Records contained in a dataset
== Segment start ==
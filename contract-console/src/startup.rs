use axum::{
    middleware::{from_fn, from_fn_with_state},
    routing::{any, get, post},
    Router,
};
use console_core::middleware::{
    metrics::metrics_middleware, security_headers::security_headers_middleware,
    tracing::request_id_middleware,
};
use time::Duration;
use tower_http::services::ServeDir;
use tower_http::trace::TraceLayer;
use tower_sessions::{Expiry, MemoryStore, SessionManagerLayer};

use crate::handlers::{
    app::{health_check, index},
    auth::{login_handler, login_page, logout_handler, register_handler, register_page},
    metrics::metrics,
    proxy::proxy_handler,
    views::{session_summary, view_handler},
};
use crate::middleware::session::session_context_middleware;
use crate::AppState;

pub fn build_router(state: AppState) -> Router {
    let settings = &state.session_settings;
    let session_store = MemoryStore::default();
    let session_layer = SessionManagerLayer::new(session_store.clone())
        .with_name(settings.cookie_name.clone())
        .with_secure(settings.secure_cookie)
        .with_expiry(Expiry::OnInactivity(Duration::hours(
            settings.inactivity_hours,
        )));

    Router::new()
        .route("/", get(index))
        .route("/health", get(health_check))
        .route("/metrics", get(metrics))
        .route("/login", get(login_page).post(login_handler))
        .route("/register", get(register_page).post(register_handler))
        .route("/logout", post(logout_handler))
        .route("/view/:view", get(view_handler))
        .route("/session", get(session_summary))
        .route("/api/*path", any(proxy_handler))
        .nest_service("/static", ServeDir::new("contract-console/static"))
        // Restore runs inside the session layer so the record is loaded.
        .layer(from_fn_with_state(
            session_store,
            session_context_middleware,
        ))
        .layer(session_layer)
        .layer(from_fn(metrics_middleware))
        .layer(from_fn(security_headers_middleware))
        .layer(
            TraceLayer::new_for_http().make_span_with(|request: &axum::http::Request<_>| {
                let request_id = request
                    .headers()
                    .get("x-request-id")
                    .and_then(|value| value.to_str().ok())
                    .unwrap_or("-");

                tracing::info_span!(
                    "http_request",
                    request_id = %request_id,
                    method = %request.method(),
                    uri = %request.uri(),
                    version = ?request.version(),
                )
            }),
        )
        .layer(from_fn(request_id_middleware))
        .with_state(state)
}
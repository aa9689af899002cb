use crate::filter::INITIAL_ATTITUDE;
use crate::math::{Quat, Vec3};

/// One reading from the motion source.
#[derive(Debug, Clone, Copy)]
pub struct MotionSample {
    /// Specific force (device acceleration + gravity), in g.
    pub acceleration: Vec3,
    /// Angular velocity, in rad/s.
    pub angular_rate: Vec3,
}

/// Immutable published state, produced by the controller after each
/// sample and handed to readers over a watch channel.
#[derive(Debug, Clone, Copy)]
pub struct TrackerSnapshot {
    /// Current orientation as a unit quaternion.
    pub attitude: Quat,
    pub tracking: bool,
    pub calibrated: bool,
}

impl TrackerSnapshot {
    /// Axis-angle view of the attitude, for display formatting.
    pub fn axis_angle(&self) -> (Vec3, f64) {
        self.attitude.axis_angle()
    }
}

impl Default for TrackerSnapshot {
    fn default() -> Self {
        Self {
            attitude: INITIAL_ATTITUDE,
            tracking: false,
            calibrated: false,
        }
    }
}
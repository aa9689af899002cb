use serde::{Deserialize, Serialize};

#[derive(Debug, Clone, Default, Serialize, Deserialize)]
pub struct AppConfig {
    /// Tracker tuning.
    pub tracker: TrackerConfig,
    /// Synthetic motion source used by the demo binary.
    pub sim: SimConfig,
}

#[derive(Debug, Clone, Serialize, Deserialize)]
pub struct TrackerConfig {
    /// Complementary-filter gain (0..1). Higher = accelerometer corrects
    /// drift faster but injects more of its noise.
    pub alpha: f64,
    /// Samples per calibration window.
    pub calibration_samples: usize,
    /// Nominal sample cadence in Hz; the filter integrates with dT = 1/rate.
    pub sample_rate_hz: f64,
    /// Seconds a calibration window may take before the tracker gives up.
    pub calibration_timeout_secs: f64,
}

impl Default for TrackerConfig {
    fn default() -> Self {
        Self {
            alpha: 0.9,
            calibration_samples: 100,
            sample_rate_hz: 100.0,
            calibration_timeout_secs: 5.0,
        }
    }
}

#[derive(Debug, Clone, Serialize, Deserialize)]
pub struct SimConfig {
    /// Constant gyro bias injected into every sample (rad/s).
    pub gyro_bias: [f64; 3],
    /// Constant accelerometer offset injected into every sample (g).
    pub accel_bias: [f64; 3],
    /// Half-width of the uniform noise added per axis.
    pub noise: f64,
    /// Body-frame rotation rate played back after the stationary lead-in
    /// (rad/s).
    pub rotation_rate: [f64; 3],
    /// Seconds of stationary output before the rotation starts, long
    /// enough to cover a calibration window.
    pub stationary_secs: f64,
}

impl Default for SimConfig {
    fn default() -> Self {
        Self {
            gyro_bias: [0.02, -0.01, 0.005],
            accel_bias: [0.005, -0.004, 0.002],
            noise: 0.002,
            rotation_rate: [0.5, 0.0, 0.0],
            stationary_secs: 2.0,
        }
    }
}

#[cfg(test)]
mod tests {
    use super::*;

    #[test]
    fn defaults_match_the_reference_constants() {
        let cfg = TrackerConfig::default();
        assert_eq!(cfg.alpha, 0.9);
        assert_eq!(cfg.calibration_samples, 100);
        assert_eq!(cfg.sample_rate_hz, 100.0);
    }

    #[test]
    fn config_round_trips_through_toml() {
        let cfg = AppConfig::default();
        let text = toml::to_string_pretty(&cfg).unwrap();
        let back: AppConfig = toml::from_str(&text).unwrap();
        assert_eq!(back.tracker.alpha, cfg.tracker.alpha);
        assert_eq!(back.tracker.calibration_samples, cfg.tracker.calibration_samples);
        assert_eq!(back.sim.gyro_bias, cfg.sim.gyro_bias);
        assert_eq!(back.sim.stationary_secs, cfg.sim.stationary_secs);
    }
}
== Segment end ==
- **WORK INSTRUCTION**: Could you copy every line in the records that holds "after"?

- **TASK RESULT**:
/// Immutable published state, produced by the controller after each
    /// Body-frame rotation rate played back after the stationary lead-in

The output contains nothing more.